Victims of Listeria-tainted cantaloupe outbreak meet privately with Jensen Farms owners

DENVER - Family members of victims of the deadly 2011 Listeria outbreak met face-to-face Tuesday with cantaloupe farmers, Eric and Ryan Jensen.

The brothers owned and operated Jensen Farms in Holly, Colorado, which was the source of the tainted-cantaloupe that killed 33 people and hospitalized 147 others across the United States.

On Oct. 22, the Jensen brothers pleaded guilty in Denver federal court to six counts of introducing adulterated food into interstate commerce.

As part of their plea, the Jensens agreed to meet with victims and answer questions about what happened at their farm. About a dozen people attended the private meeting at the U.S. Attorney's Office in Denver.
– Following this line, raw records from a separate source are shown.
impl Mode for TetrioS2Mode {
    type Candidate = TetrioS2Candidate;
    type Record = TetrioS2Record;

    fn advance(
        ctx: &SearchContext<'_>,
        cfg: &Configure<'_>,
        field_before: &Field,
        candidate: &TetrioS2Candidate,
        piece: PieceType,
        mv: &Move,
        num_cleared: u32,
        _last_depth: bool,
        next_index: usize,
        next_hold_index: Option<usize>,
        next_hold_count: i32,
    ) -> Option<TetrioS2Candidate> {
        let had_b2b = candidate.b2b > 0;

        // Full T-spins keep their own values; everything under the mini
        // threshold is reclassified through the all-spin rules.
        let mut spin_attack = tspin_attack(
            ctx.factory,
            ctx.reachable,
            field_before,
            piece,
            mv,
            num_cleared,
            had_b2b,
        );
        let is_tspin = spin_attack >= 2;
        if !is_tspin {
            spin_attack = allspin_attack(
                ctx.factory,
                ctx.reachable,
                field_before,
                piece,
                mv,
                num_cleared,
                had_b2b,
                cfg.always_regular_attack,
            );
        }

        // A 4-line clear charges B2B like a spin.
        if num_cleared == 4 {
            spin_attack = 4 + i32::from(had_b2b);
        }

        // The PC-completing clear counts as a spin: B2B charges and the
        // damage sent is the same either way.
        let is_spin = num_cleared == candidate.left_line || spin_attack > 0;

        // Non-spin skims ruin the attack chain.
        if num_cleared > 0 && !is_spin {
            return None;
        }

        // A two-line PC must be spin-single then single, never one double.
        if candidate.left_line == 2 && num_cleared == 2 && candidate.line_clear_count == 0 {
            return None;
        }

        let is_clean = num_cleared == candidate.left_line && spin_attack > 0;
        let is_flat_i = num_cleared == candidate.left_line && num_cleared == 1;

        if is_spin && !is_tspin {
            spin_attack = S2_ATTACK_VALUES[num_cleared as usize] + i32::from(had_b2b);
        }

        let s = step(
            mv,
            num_cleared,
            candidate.softdrop_count,
            candidate.line_clear_count,
            candidate.current_combo,
            candidate.max_combo,
            candidate.frames,
        );
        let b2b = if num_cleared > 0 {
            candidate.b2b + 1
        } else {
            candidate.b2b
        };

        Some(TetrioS2Candidate {
            current_index: next_index,
            hold_index: next_hold_index,
            left_line: candidate.left_line - num_cleared,
            depth: candidate.depth + 1,
            softdrop_count: s.softdrop_count,
            hold_count: next_hold_count,
            line_clear_count: s.line_clear_count,
            current_combo: s.current_combo,
            max_combo: s.max_combo,
            spin_attack: candidate.spin_attack + spin_attack,
            b2b,
            is_clean,
            is_flat_i,
            frames: s.frames,
        })
    }

    fn make_record(
        cfg: &Configure<'_>,
        candidate: &TetrioS2Candidate,
        solution: &[Operation],
    ) -> TetrioS2Record {
        let hold = candidate_hold(cfg, candidate.hold_index);
        TetrioS2Record {
            solution: solution.to_vec(),
            hold,
            hold_priority: hold_priority_bit(cfg.last_hold_priority, hold),
            hold_count: candidate.hold_count,
            line_clear_count: candidate.line_clear_count,
            max_combo: candidate.max_combo,
            spin_attack: candidate.spin_attack,
            b2b: candidate.b2b,
            is_clean: candidate.is_clean,
            is_flat_i: candidate.is_flat_i,
            frames: candidate.frames,
        }
    }

    fn solution(record: &TetrioS2Record) -> &[Operation] {
        &record.solution
    }

    fn into_solution(record: TetrioS2Record) -> Solution {
        record.solution
    }

    fn hold_priority(record: &TetrioS2Record) -> u8 {
        record.hold_priority
    }

    fn improves(cfg: &Configure<'_>, best: &TetrioS2Record, candidate: &TetrioS2Candidate) -> bool {
        let new_hold = candidate_hold(cfg, candidate.hold_index);
        match compare_hold_priority(cfg.last_hold_priority, best.hold_priority, new_hold) {
            1 => true,
            -1 => false,
            // Always the most-line-clears lattice.
            _ => improves_tetrio(&best.rank(), &candidate.rank()),
        }
    }

    fn improves_record(cfg: &Configure<'_>, best: &TetrioS2Record, record: &TetrioS2Record) -> bool {
        match compare_hold_priority(cfg.last_hold_priority, best.hold_priority, record.hold) {
            1 => return true,
            -1 => return false,
            _ => {}
        }
        if improves_tetrio(&best.rank(), &record.rank()) {
            return true;
        }
        if improves_tetrio(&record.rank(), &best.rank()) {
            return false;
        }
        record.solution < best.solution
    }

    fn is_worse_than_best(
        _best: &TetrioS2Record,
        _least_line_clears: bool,
        _candidate: &TetrioS2Candidate,
    ) -> bool {
        false
    }
}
The 90-minute meeting included a presentation by the Jensens about their farm’s operation, according to victims who were in the room.
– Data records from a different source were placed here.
//! Piece and rotation enums shared across the workspace.

use serde::{Deserialize, Serialize};

/// The seven tetrominoes. Discriminants match the wire protocol, so do not
/// reorder.
#[derive(Clone, Copy, PartialEq, Eq, PartialOrd, Ord, Debug, Hash, Serialize, Deserialize)]
#[repr(u8)]
pub enum PieceType {
    T = 0,
    I = 1,
    L = 2,
    J = 3,
    S = 4,
    Z = 5,
    O = 6,
}

impl PieceType {
    pub const ALL: [PieceType; 7] = [
        PieceType::T,
        PieceType::I,
        PieceType::L,
        PieceType::J,
        PieceType::S,
        PieceType::Z,
        PieceType::O,
    ];

    pub fn from_char(c: char) -> Option<PieceType> {
        match c {
            'T' => Some(PieceType::T),
            'I' => Some(PieceType::I),
            'L' => Some(PieceType::L),
            'J' => Some(PieceType::J),
            'S' => Some(PieceType::S),
            'Z' => Some(PieceType::Z),
            'O' => Some(PieceType::O),
            _ => None,
        }
    }

    pub fn to_char(self) -> char {
        match self {
            PieceType::T => 'T',
            PieceType::I => 'I',
            PieceType::L => 'L',
            PieceType::J => 'J',
            PieceType::S => 'S',
            PieceType::Z => 'Z',
            PieceType::O => 'O',
        }
    }
}

/// Rotation states. `Spawn` is the orientation a piece enters the field with.
#[derive(Clone, Copy, PartialEq, Eq, PartialOrd, Ord, Debug, Hash, Default, Serialize, Deserialize)]
#[repr(u8)]
pub enum RotateType {
    #[default]
    Spawn = 0,
    Right = 1,
    Reverse = 2,
    Left = 3,
}

impl RotateType {
    pub const ALL: [RotateType; 4] = [
        RotateType::Spawn,
        RotateType::Right,
        RotateType::Reverse,
        RotateType::Left,
    ];

    pub fn from_index(index: usize) -> RotateType {
        Self::ALL[index % 4]
    }

    pub fn cw(self) -> Self {
        Self::from_index(self as usize + 1)
    }

    pub fn ccw(self) -> Self {
        Self::from_index(self as usize + 3)
    }

    pub fn flip(self) -> Self {
        Self::from_index(self as usize + 2)
    }
}
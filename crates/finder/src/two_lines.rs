//! Two-line PC oracle: can the residual queue clear a fresh 2-row region?
//!
//! Used only to seed the last-hold priority mask, so this is an existence
//! search with first-found exit, not a best-solution search.

use allclear_core::{Field, PieceType};

use crate::search::{validate, SearchContext};

pub(crate) fn can_take_two_line_pc(ctx: &SearchContext<'_>, pieces: &[PieceType]) -> bool {
    if pieces.is_empty() {
        return false;
    }
    search(ctx, pieces, &Field::new(), 0, None, 2)
}

fn search(
    ctx: &SearchContext<'_>,
    pieces: &[PieceType],
    field: &Field,
    current_index: usize,
    hold_index: Option<usize>,
    left_line: u32,
) -> bool {
    let can_use_current = current_index < pieces.len();
    if can_use_current
        && place(
            ctx,
            pieces,
            field,
            pieces[current_index],
            current_index + 1,
            hold_index,
            left_line,
        )
    {
        return true;
    }

    match hold_index {
        Some(hold) => {
            if !can_use_current || pieces[current_index] != pieces[hold] {
                return place(
                    ctx,
                    pieces,
                    field,
                    pieces[hold],
                    current_index + 1,
                    Some(current_index),
                    left_line,
                );
            }
        }
        None if can_use_current => {
            let next_index = current_index + 1;
            if next_index < pieces.len() && pieces[current_index] != pieces[next_index] {
                return place(
                    ctx,
                    pieces,
                    field,
                    pieces[next_index],
                    next_index + 1,
                    Some(current_index),
                    left_line,
                );
            }
        }
        None => {}
    }
    false
}

fn place(
    ctx: &SearchContext<'_>,
    pieces: &[PieceType],
    field: &Field,
    piece: PieceType,
    next_index: usize,
    next_hold_index: Option<usize>,
    left_line: u32,
) -> bool {
    let mut moves = Vec::with_capacity(32);
    ctx.move_gen
        .search(ctx.factory, field, piece, left_line, &mut moves);

    for mv in &moves {
        let blocks = ctx.factory.get_blocks(piece, mv.rotate);
        let mut freeze = *field;
        freeze.put(blocks, mv.x, mv.y);
        let num_cleared = freeze.clear_lines();
        let next_left = left_line - num_cleared;

        if next_left == 0 {
            return true;
        }
        if !validate(&freeze, next_left) {
            continue;
        }
        if search(ctx, pieces, &freeze, next_index, next_hold_index, next_left) {
            return true;
        }
    }
    false
}

#[cfg(test)]
mod tests {
    use super::*;
    use allclear_core::Factory;
    use allclear_engine::{MoveGenerator, RotateEndReachable};
    use std::sync::atomic::AtomicBool;

    fn with_ctx(pieces: &[PieceType]) -> bool {
        let factory = Factory::create();
        let move_gen = MoveGenerator::new(false);
        let reachable = RotateEndReachable::new(false);
        let abort = AtomicBool::new(false);
        let ctx = SearchContext {
            factory: &factory,
            move_gen: &move_gen,
            reachable: &reachable,
            abort: &abort,
        };
        can_take_two_line_pc(&ctx, pieces)
    }

    use PieceType::*;

    #[test]
    fn test_three_o_two_i_works() {
        assert!(with_ctx(&[O, O, O, I, I]));
        assert!(with_ctx(&[I, O, O, O, I]));
    }

    #[test]
    fn test_hold_can_defer_a_piece() {
        // The T is held away; the tail supplies the fifth piece.
        assert!(with_ctx(&[O, O, T, O, I, I]));
    }

    #[test]
    fn test_row_parity_rules_out_t() {
        // {T,O,O,O,I} cannot split 10+10 across two rows.
        assert!(!with_ctx(&[T, O, O, O, I]));
    }

    #[test]
    fn test_four_o_one_i_fails() {
        assert!(!with_ctx(&[O, O, O, O, I]));
    }

    #[test]
    fn test_empty_queue_fails() {
        assert!(!with_ctx(&[]));
    }

    #[test]
    fn test_l_j_pairs_work() {
        // Two L/J pairs interlock into 2x4 boxes plus an O.
        assert!(with_ctx(&[L, J, L, J, O]));
    }
}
Among those attending was Elaine Stevens, whose husband Herb died in July from Listeria-related complications after eating contaminated cantaloupe.

"It gave us a chance to actually put faces on the Jensen brothers," Elaine Stevens told 7NEWS reported Marc Stewart. "I don't think that they meant to do anything deliberately wrong. But they followed some procedures that just weren't quite right."

Stevens’ daughter, Jennifer Exley, also attended. Exley has become a food safety activist since her father’s death.

"Somebody asked me once if I thought they were bad people," Exley said. "I couldn't answer the question at that time. I personally don't think the Jensens are bad people. I think they were led astray. In their heart, I think they've done something wrong."

Exley stressed the Jensens aren’t the only ones who need to be held accountable.  She feels the government and the grocery stores need to accept responsibility as well.

Since the Listeria outbreak, the Jensen brothers have declared bankruptcy.